Ukraine is taking steps toward improving its industrial control system security posture, Krotofil said, including collaboration on information sharing with the Industrial Control System Information Sharing and Analysis Center, based in Arlington, Virginia.

Krotofil said she is giving a talk and workshop on cyber-physical exploitation in Kiev next month to help improve security for industrial control systems and SCADA, or supervisory control and data acquisition, a system used to remotely monitor and control equipment.

Closing airports & re-writing history?

The report shows new targets of the attacks, including Kiev’s main airport, Boryspil, and Ukraine International Airlines. It does not explain how the airport and airline might have been affected.

“The most important thing is that there are more victims of these attacks that we initially thought,” said Anton Cherepanov, an ESET malware researcher who said he found BlackEnergy and KillDisk in a power company’s system after the December attack.

Many targets include history and archival organizations, according to the report. Cherepanov’s analysis showed that KillDisk has the capability to erase files.

How can companies protect themselves?

CyS Centrum’s CEO told Archer News he has a number of recommendations for power companies.

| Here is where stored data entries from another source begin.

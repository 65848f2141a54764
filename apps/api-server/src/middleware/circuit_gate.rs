//! Circuit gate middleware.
//!
//! Sits at the request boundary and decides, per client key, whether a request reaches
//! the handlers at all:
//!
//! 1. Clients in cooldown get `429 Too Many Requests` without dispatch.
//! 2. Otherwise the request is dispatched. A failure coming back (an [`AppError`] attached
//!    to the response, or an error from the inner service) is classified, recorded on the
//!    client's tracker and rewritten into the failure envelope.
//!
//! A failure that pushes the tracker into cooldown is still answered with its classified
//! status. The block applies from the next request on.

use actix_web::{
    Error, HttpResponse,
    body::EitherBody,
    dev::{Service, ServiceRequest, ServiceResponse, Transform, forward_ready},
    http::StatusCode,
};
use chrono::TimeDelta;
use std::future::{Future, Ready, ready};
use std::pin::Pin;
use std::rc::Rc;
use std::sync::Arc;

use faultgate_core::domain::{ClientKey, Classifier, TrackerState};
use faultgate_core::ports::{CooldownStatus, FailureTracker};
use faultgate_core::{DomainError, FailureKind};
use faultgate_shared::ApiResponse;

use super::client_key::resolve_client_key;
use super::error::AppError;
use crate::observability::CorrelationId;

const BLOCKED_MESSAGE: &str = "Too many errors occurred. Please try again later or contact admin.";

/// Gate behaviour not covered by the tracker policy.
#[derive(Debug, Clone)]
pub struct GateSettings {
    pub classifier: Classifier,
    pub support_contact: String,
    pub trust_forwarded: bool,
}

/// Circuit gate middleware factory.
pub struct CircuitGate {
    tracker: Arc<dyn FailureTracker>,
    settings: Rc<GateSettings>,
}

impl CircuitGate {
    pub fn new(tracker: Arc<dyn FailureTracker>, settings: GateSettings) -> Self {
        Self {
            tracker,
            settings: Rc::new(settings),
        }
    }
}

impl<S, B> Transform<S, ServiceRequest> for CircuitGate
where
    S: Service<ServiceRequest, Response = ServiceResponse<B>, Error = Error> + 'static,
    B: 'static,
{
    type Response = ServiceResponse<EitherBody<B>>;
    type Error = Error;
    type Transform = CircuitGateService<S>;
    type InitError = ();
    type Future = Ready<Result<Self::Transform, Self::InitError>>;

    fn new_transform(&self, service: S) -> Self::Future {
        ready(Ok(CircuitGateService {
            service,
            tracker: self.tracker.clone(),
            settings: self.settings.clone(),
        }))
    }
}

pub struct CircuitGateService<S> {
    service: S,
    tracker: Arc<dyn FailureTracker>,
    settings: Rc<GateSettings>,
}

impl<S, B> Service<ServiceRequest> for CircuitGateService<S>
where
    S: Service<ServiceRequest, Response = ServiceResponse<B>, Error = Error> + 'static,
    B: 'static,
{
    type Response = ServiceResponse<EitherBody<B>>;
    type Error = Error;
    type Future = Pin<Box<dyn Future<Output = Result<Self::Response, Self::Error>>>>;

    forward_ready!(service);

    fn call(&self, req: ServiceRequest) -> Self::Future {
        let key = resolve_client_key(req.request(), self.settings.trust_forwarded);
        let correlation_id = CorrelationId::of(req.request());

        if let CooldownStatus::Blocked { remaining } = self.tracker.check_cooldown(&key) {
            tracing::warn!(
                correlation_id = %correlation_id,
                client_key = %key,
                remaining_secs = remaining.num_seconds(),
                "Client has exceeded max error attempts. Blocked temporarily."
            );

            let response = blocked_response(remaining, &self.settings.support_contact);
            let (http_req, _payload) = req.into_parts();
            let srv_response = ServiceResponse::new(http_req, response);

            return Box::pin(async move { Ok(srv_response.map_into_right_body()) });
        }

        let http_req = req.request().clone();
        let fut = self.service.call(req);
        let gate = Gate {
            tracker: self.tracker.clone(),
            settings: self.settings.clone(),
            key,
            correlation_id,
        };

        Box::pin(async move {
            match fut.await {
                Ok(res) => {
                    let response = match res.response().error() {
                        Some(err) => match err.as_error::<AppError>() {
                            Some(failure) => Some(gate.failure_response(
                                failure.domain_error(),
                                failure.stack_trace(),
                            )),
                            None => Some(framework_response(
                                res.status(),
                                err,
                                &gate.settings.classifier,
                            )),
                        },
                        None => None,
                    };

                    match response {
                        Some(response) => {
                            let (http_req, _) = res.into_parts();
                            Ok(ServiceResponse::new(http_req, response).map_into_right_body())
                        }
                        None => Ok(res.map_into_left_body()),
                    }
                }
                Err(err) => {
                    let response = match err.as_error::<AppError>() {
                        Some(failure) => {
                            gate.failure_response(failure.domain_error(), failure.stack_trace())
                        }
                        None => gate.failure_response(
                            &DomainError::Internal(err.to_string()),
                            None,
                        ),
                    };
                    Ok(ServiceResponse::new(http_req, response).map_into_right_body())
                }
            }
        })
    }
}

/// Per-request context for handling a downstream failure.
struct Gate {
    tracker: Arc<dyn FailureTracker>,
    settings: Rc<GateSettings>,
    key: ClientKey,
    correlation_id: String,
}

impl Gate {
    fn failure_response(&self, error: &DomainError, stack_trace: Option<&str>) -> HttpResponse {
        let classifier = &self.settings.classifier;
        let classification = classifier.classify_error(error);

        let snapshot = self.tracker.record_failure(&self.key);
        let policy = self.tracker.policy();

        if error.kind() == FailureKind::Unclassified {
            tracing::error!(
                correlation_id = %self.correlation_id,
                client_key = %self.key,
                attempt = snapshot.failures_in_window,
                threshold = policy.failure_threshold,
                error = %error,
                "Unhandled failure at request boundary"
            );
        } else {
            tracing::warn!(
                correlation_id = %self.correlation_id,
                client_key = %self.key,
                attempt = snapshot.failures_in_window,
                threshold = policy.failure_threshold,
                kind = %error.kind(),
                error = %error,
                "Request failed"
            );
        }

        let mut errors = Vec::new();
        match snapshot.state {
            TrackerState::Warning => errors.push(format!(
                "Warning: You have {} attempt(s) remaining before temporary block.",
                policy.attempts_remaining(snapshot.failures_in_window)
            )),
            TrackerState::Cooldown => tracing::warn!(
                correlation_id = %self.correlation_id,
                client_key = %self.key,
                cooldown_secs = policy.cooldown.num_seconds(),
                "Client reached the failure threshold, blocking subsequent requests"
            ),
            TrackerState::Normal => {}
        }
        errors.extend(classifier.details(&error.to_string(), stack_trace));

        let status =
            StatusCode::from_u16(classification.status).unwrap_or(StatusCode::INTERNAL_SERVER_ERROR);

        HttpResponse::build(status).json(ApiResponse::failure(classification.message, errors))
    }
}

/// Extractor and framework errors keep their status and are not tracked.
fn framework_response(status: StatusCode, error: &Error, classifier: &Classifier) -> HttpResponse {
    let message = error.to_string();
    tracing::debug!(status = status.as_u16(), error = %message, "Framework error at request boundary");

    let errors = classifier.details(&message, None);
    HttpResponse::build(status).json(ApiResponse::failure(message, errors))
}

fn blocked_response(remaining: TimeDelta, support_contact: &str) -> HttpResponse {
    let body = ApiResponse::failure(
        BLOCKED_MESSAGE,
        vec![
            format!(
                "Please wait {} minutes before trying again.",
                remaining.num_minutes()
            ),
            format!(
                "If the issue persists, contact support at: {}",
                support_contact
            ),
        ],
    );

    HttpResponse::TooManyRequests()
        .insert_header(("Retry-After", retry_after_secs(remaining).to_string()))
        .json(body)
}

/// Whole seconds until the block lifts, rounded up.
fn retry_after_secs(remaining: TimeDelta) -> i64 {
    let millis = remaining.num_milliseconds().max(0);
    (millis + 999) / 1000
}
//! Standardized API response envelope.

use serde::{Deserialize, Serialize};

/// Envelope for every JSON response.
///
/// Failures always carry `success = false`, a message and a non-empty error list:
///
/// ```json
/// { "success": false, "message": "...", "errors": ["..."] }
/// ```
#[derive(Debug, Clone, Serialize, Deserialize)]
pub struct ApiResponse<T> {
    pub success: bool,
    #[serde(skip_serializing_if = "Option::is_none")]
    pub data: Option<T>,
    #[serde(skip_serializing_if = "Option::is_none")]
    pub message: Option<String>,
    #[serde(default, skip_serializing_if = "Vec::is_empty")]
    pub errors: Vec<String>,
}

impl<T> ApiResponse<T> {
    pub fn ok(data: T) -> Self {
        Self {
            success: true,
            data: Some(data),
            message: None,
            errors: Vec::new(),
        }
    }
}

impl ApiResponse<()> {
    pub fn failure(message: impl Into<String>, errors: Vec<String>) -> Self {
        Self {
            success: false,
            data: None,
            message: Some(message.into()),
            errors,
        }
    }
}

First, he said, make sure that ‘critical objects’ are separated physically from other networks. 

Second, he said, make sure there is logging enabled everywhere, including preservation of old archived logs, and make sure there is a tested plan for providing business continuity.

Third, he added, make sure that all the available inversions of control (from BE2/3 threat) are imported into local intrusion detection systems and intrusion protection systems, and make sure alerts regarding any suspicious event are being regularly checked.